* **Exercise aim**: Up through the line that contains "when the queue", retype the entries exactly, beginning at the very first line.

Records excerpted from a collection:
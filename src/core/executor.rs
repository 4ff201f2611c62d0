//! Executor abstraction shared by every phase.
//!
//! An executor owns one task queue and decides how queued work is drained when its VPU is
//! activated. Two strategies exist:
//!
//! - [`RoundBasedExecutor`]: drains the queue in rounds and detects runaway re-scheduling.
//! - [`DeadlineBasedExecutor`]: runs tasks while a deadline probe reports remaining time.
//!
//! Both build on [`ExecutorCore`], which implements the common contract: rejecting a task that is
//! already queued, requesting activation from the injected [`ActivationTrigger`] when the queue
//! becomes non-empty, and running tasks one at a time with failures forwarded to the
//! [`UncaughtErrorRegistry`] instead of propagating.
//!
//! # Example
//!
//! ```rust,ignore
//! use std::sync::Arc;
//! use prometheus_vpu::config::SchedulerConfig;
//! use prometheus_vpu::core::{RoundBasedExecutor, Task, UncaughtErrorRegistry};
//! use prometheus_vpu::runtime::ManualTrigger;
//!
//! let config = SchedulerConfig::development();
//! let trigger = Arc::new(ManualTrigger::new());
//! let errors = Arc::new(UncaughtErrorRegistry::new(true, true));
//! let executor = Arc::new(RoundBasedExecutor::new(&config, trigger.clone(), errors));
//!
//! executor.queue(Some("greet"), Task::new(|| println!("hello")))?;
//! assert_eq!(trigger.pending(), 1);
//! ```

mod deadline_based;
mod round_based;

use std::fmt;
use std::sync::{Arc, OnceLock, Weak};

use parking_lot::Mutex;

use crate::config::SchedulerConfig;
use crate::core::error::SchedulerError;
use crate::core::ring_buffer::RingBuffer;
use crate::core::task::{Cancelable, Task, TaskEntry};
use crate::core::uncaught::UncaughtErrorRegistry;

pub use deadline_based::{DeadlineBasedExecutor, DeadlineProbe, TimeBudget, MIN_TASK_TIME};
pub use round_based::RoundBasedExecutor;

/// Capacity of a task queue when created and after [`Executor::reset`].
pub const INITIAL_QUEUE_SIZE: usize = 100;

/// Executor strategy selectable per VPU.
#[derive(Debug, Clone, Copy, PartialEq, Eq)]
pub enum ExecutorKind {
    /// Fair round-based draining with runaway detection.
    RoundBased,
    /// Cooperative time slicing against a deadline probe.
    DeadlineBased,
}

/// Capability handed to an executor by its VPU: run a drive loop under the single-active-unit
/// discipline.
pub trait ActivationContext: Send + Sync {
    /// Mark the owning unit active, run `activation`, then mark it inactive.
    ///
    /// # Errors
    ///
    /// Propagates mutual-exclusion violations and any error returned by `activation`.
    fn activate(
        &self,
        activation: &mut dyn FnMut() -> Result<(), SchedulerError>,
    ) -> Result<(), SchedulerError>;
}

/// Context that runs the activation directly, without any mutual exclusion.
///
/// Useful for driving a standalone executor that is not part of a VPU.
#[derive(Debug, Default, Clone, Copy)]
pub struct PassThroughContext;

impl ActivationContext for PassThroughContext {
    fn activate(
        &self,
        activation: &mut dyn FnMut() -> Result<(), SchedulerError>,
    ) -> Result<(), SchedulerError> {
        activation()
    }
}

/// A pending request to activate an executor, handed to an [`ActivationTrigger`].
pub struct Activation {
    executor: Weak<dyn Executor>,
}

impl Activation {
    /// Activate the executor. A no-op if it has been dropped.
    ///
    /// # Errors
    ///
    /// Propagates errors from the executor's drive loop (e.g. runaway tasks).
    pub fn run(self) -> Result<(), SchedulerError> {
        self.executor.upgrade().map_or(Ok(()), |executor| executor.activate())
    }

    /// Activate the executor with a remaining-time probe supplied by the trigger.
    ///
    /// # Errors
    ///
    /// Propagates errors from the executor's drive loop.
    pub fn run_with_deadline(self, probe: &dyn DeadlineProbe) -> Result<(), SchedulerError> {
        self.executor
            .upgrade()
            .map_or(Ok(()), |executor| executor.activate_with_deadline(probe))
    }
}

impl fmt::Debug for Activation {
    fn fmt(&self, f: &mut fmt::Formatter<'_>) -> fmt::Result {
        f.debug_struct("Activation")
            .field("live", &(self.executor.strong_count() > 0))
            .finish()
    }
}

/// The one capability each phase trigger provides: invoke an activation once, asynchronously,
/// no earlier than the trigger's condition.
pub trait ActivationTrigger: Send + Sync {
    /// Arrange for `activation` to run later.
    fn schedule(&self, activation: Activation);
}

/// Common executor interface, implemented by both strategies.
pub trait Executor: Send + Sync {
    /// Shared queue and contract.
    fn core(&self) -> &ExecutorCore;

    /// Drive queued tasks under the bound activation context.
    ///
    /// # Errors
    ///
    /// Mutual-exclusion violations, runaway detection, or [`SchedulerError::Unbound`].
    fn activate(&self) -> Result<(), SchedulerError>;

    /// Drive queued tasks with a remaining-time probe. Strategies without a notion of deadline
    /// ignore the probe.
    ///
    /// # Errors
    ///
    /// Same as [`Executor::activate`].
    fn activate_with_deadline(&self, _probe: &dyn DeadlineProbe) -> Result<(), SchedulerError> {
        self.activate()
    }

    /// Queue a task at the back, requesting activation if the queue was empty.
    ///
    /// # Errors
    ///
    /// `DuplicateTaskEnqueue` if the callback is already queued.
    fn queue(&self, name: Option<&str>, task: Task) -> Result<Cancelable, SchedulerError> {
        self.core().queue(name, task)
    }

    /// Queue a task at the front without requesting activation.
    ///
    /// # Errors
    ///
    /// `DuplicateTaskEnqueue` if the callback is already queued.
    fn queue_next(&self, name: Option<&str>, task: Task) -> Result<Cancelable, SchedulerError> {
        self.core().queue_next(name, task)
    }

    /// Number of queued entries, including cancelled ones not yet popped.
    fn queue_size(&self) -> usize {
        self.core().queue_size()
    }

    /// Teardown only: empty the queue and shrink it to the initial capacity.
    fn reset(&self) {
        self.core().reset();
    }
}

struct Binding {
    context: Arc<dyn ActivationContext>,
    this: Weak<dyn Executor>,
}

/// Queue and behavior shared by every executor strategy.
pub struct ExecutorCore {
    queue: Mutex<RingBuffer<Arc<TaskEntry>>>,
    trigger: Arc<dyn ActivationTrigger>,
    errors: Arc<UncaughtErrorRegistry>,
    check_invariants: bool,
    binding: OnceLock<Binding>,
}

impl ExecutorCore {
    /// Create the core with the trigger used to request activations.
    #[must_use]
    pub fn new(
        config: &SchedulerConfig,
        trigger: Arc<dyn ActivationTrigger>,
        errors: Arc<UncaughtErrorRegistry>,
    ) -> Self {
        Self {
            queue: Mutex::new(RingBuffer::new(INITIAL_QUEUE_SIZE)),
            trigger,
            errors,
            check_invariants: config.check_invariants,
            binding: OnceLock::new(),
        }
    }

    /// Attach the executor to its activation context. Only the first binding takes effect.
    ///
    /// `this` must point at the executor owning this core; triggers use it to activate later.
    pub fn bind(&self, context: Arc<dyn ActivationContext>, this: Weak<dyn Executor>) {
        if self.binding.set(Binding { context, this }).is_err() {
            tracing::warn!("executor already bound to an activation context");
        }
    }

    /// True once [`ExecutorCore::bind`] has been called.
    #[must_use]
    pub fn is_bound(&self) -> bool {
        self.binding.get().is_some()
    }

    pub(crate) fn context(&self) -> Result<&dyn ActivationContext, SchedulerError> {
        self.binding
            .get()
            .map(|binding| binding.context.as_ref())
            .ok_or(SchedulerError::Unbound)
    }

    /// Ask the trigger for another activation.
    pub(crate) fn schedule_for_activation(&self) {
        let this: Weak<dyn Executor> = match self.binding.get() {
            Some(binding) => binding.this.clone(),
            None => {
                tracing::debug!("activation requested for an unbound executor");
                Weak::<RoundBasedExecutor>::new()
            }
        };
        self.trigger.schedule(Activation { executor: this });
    }

    /// Number of queued entries.
    #[must_use]
    pub fn queue_size(&self) -> usize {
        self.queue.lock().size()
    }

    /// Display names of queued entries, front first.
    #[must_use]
    pub fn queued_task_names(&self) -> Vec<String> {
        self.queue.lock().iter().map(ToString::to_string).collect()
    }

    fn ensure_not_queued(
        &self,
        queue: &RingBuffer<Arc<TaskEntry>>,
        name: Option<&str>,
        task: &Task,
    ) -> Result<(), SchedulerError> {
        if self.check_invariants && queue.iter().any(|entry| entry.holds(task)) {
            return Err(SchedulerError::DuplicateTaskEnqueue {
                task: name.map_or_else(|| format!("{task:?}"), ToString::to_string),
            });
        }
        Ok(())
    }

    /// Append a task; requests activation if the queue was empty.
    ///
    /// # Errors
    ///
    /// `DuplicateTaskEnqueue` if the callback is already queued.
    pub fn queue(&self, name: Option<&str>, task: Task) -> Result<Cancelable, SchedulerError> {
        let (entry, needs_activation) = {
            let mut queue = self.queue.lock();
            self.ensure_not_queued(&queue, name, &task)?;
            let was_empty = queue.is_empty();
            let entry = Arc::new(TaskEntry::with_cancel_action(name.map(ToString::to_string), task, None));
            queue.push(Arc::clone(&entry));
            (entry, was_empty)
        };
        tracing::debug!(task = %entry, "task queued");
        if needs_activation {
            self.schedule_for_activation();
        }
        Ok(Cancelable::new(&entry))
    }

    /// Insert a task at the front. Never requests activation.
    ///
    /// # Errors
    ///
    /// `DuplicateTaskEnqueue` if the callback is already queued.
    pub fn queue_next(&self, name: Option<&str>, task: Task) -> Result<Cancelable, SchedulerError> {
        let mut queue = self.queue.lock();
        self.ensure_not_queued(&queue, name, &task)?;
        let entry = Arc::new(TaskEntry::with_cancel_action(name.map(ToString::to_string), task, None));
        queue.push_front(Arc::clone(&entry));
        Ok(Cancelable::new(&entry))
    }

    /// Pop and run one task. Failures go to the uncaught error registry.
    ///
    /// Returns false if the queue was empty.
    pub fn execute_next_task(&self) -> bool {
        // The lock is released before the task runs so the task may queue more work
        let Some(entry) = self.queue.lock().pop() else {
            return false;
        };
        if let Err(error) = entry.execute() {
            tracing::debug!(task = %entry, error = %error, "task failed");
            self.errors.report(&error);
        }
        true
    }

    /// Empty the queue without shrinking it.
    pub fn clear(&self) {
        self.queue.lock().clear();
    }

    /// Empty the queue and shrink it to the initial capacity.
    pub fn reset(&self) {
        let mut queue = self.queue.lock();
        queue.clear();
        queue.truncate(INITIAL_QUEUE_SIZE);
    }

    /// Current capacity of the task queue.
    #[must_use]
    pub fn queue_capacity(&self) -> usize {
        self.queue.lock().capacity()
    }
}

impl fmt::Debug for ExecutorCore {
    fn fmt(&self, f: &mut fmt::Formatter<'_>) -> fmt::Result {
        f.debug_struct("ExecutorCore")
            .field("queue_size", &self.queue_size())
            .field("bound", &self.is_bound())
            .finish()
    }
}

* **Result of this exercise**:
filename src/core/executor.rs
repository 4ff201f2611c62d0
//! Executor abstraction shared by every phase.
//!
//! An executor owns one task queue and decides how queued work is drained when its VPU is
//! activated. Two strategies exist:
//!
//! - [`RoundBasedExecutor`]: drains the queue in rounds and detects runaway re-scheduling.
//! - [`DeadlineBasedExecutor`]: runs tasks while a deadline probe reports remaining time.
//!
//! Both build on [`ExecutorCore`], which implements the common contract: rejecting a task that is
//! already queued, requesting activation from the injected [`ActivationTrigger`] when the queue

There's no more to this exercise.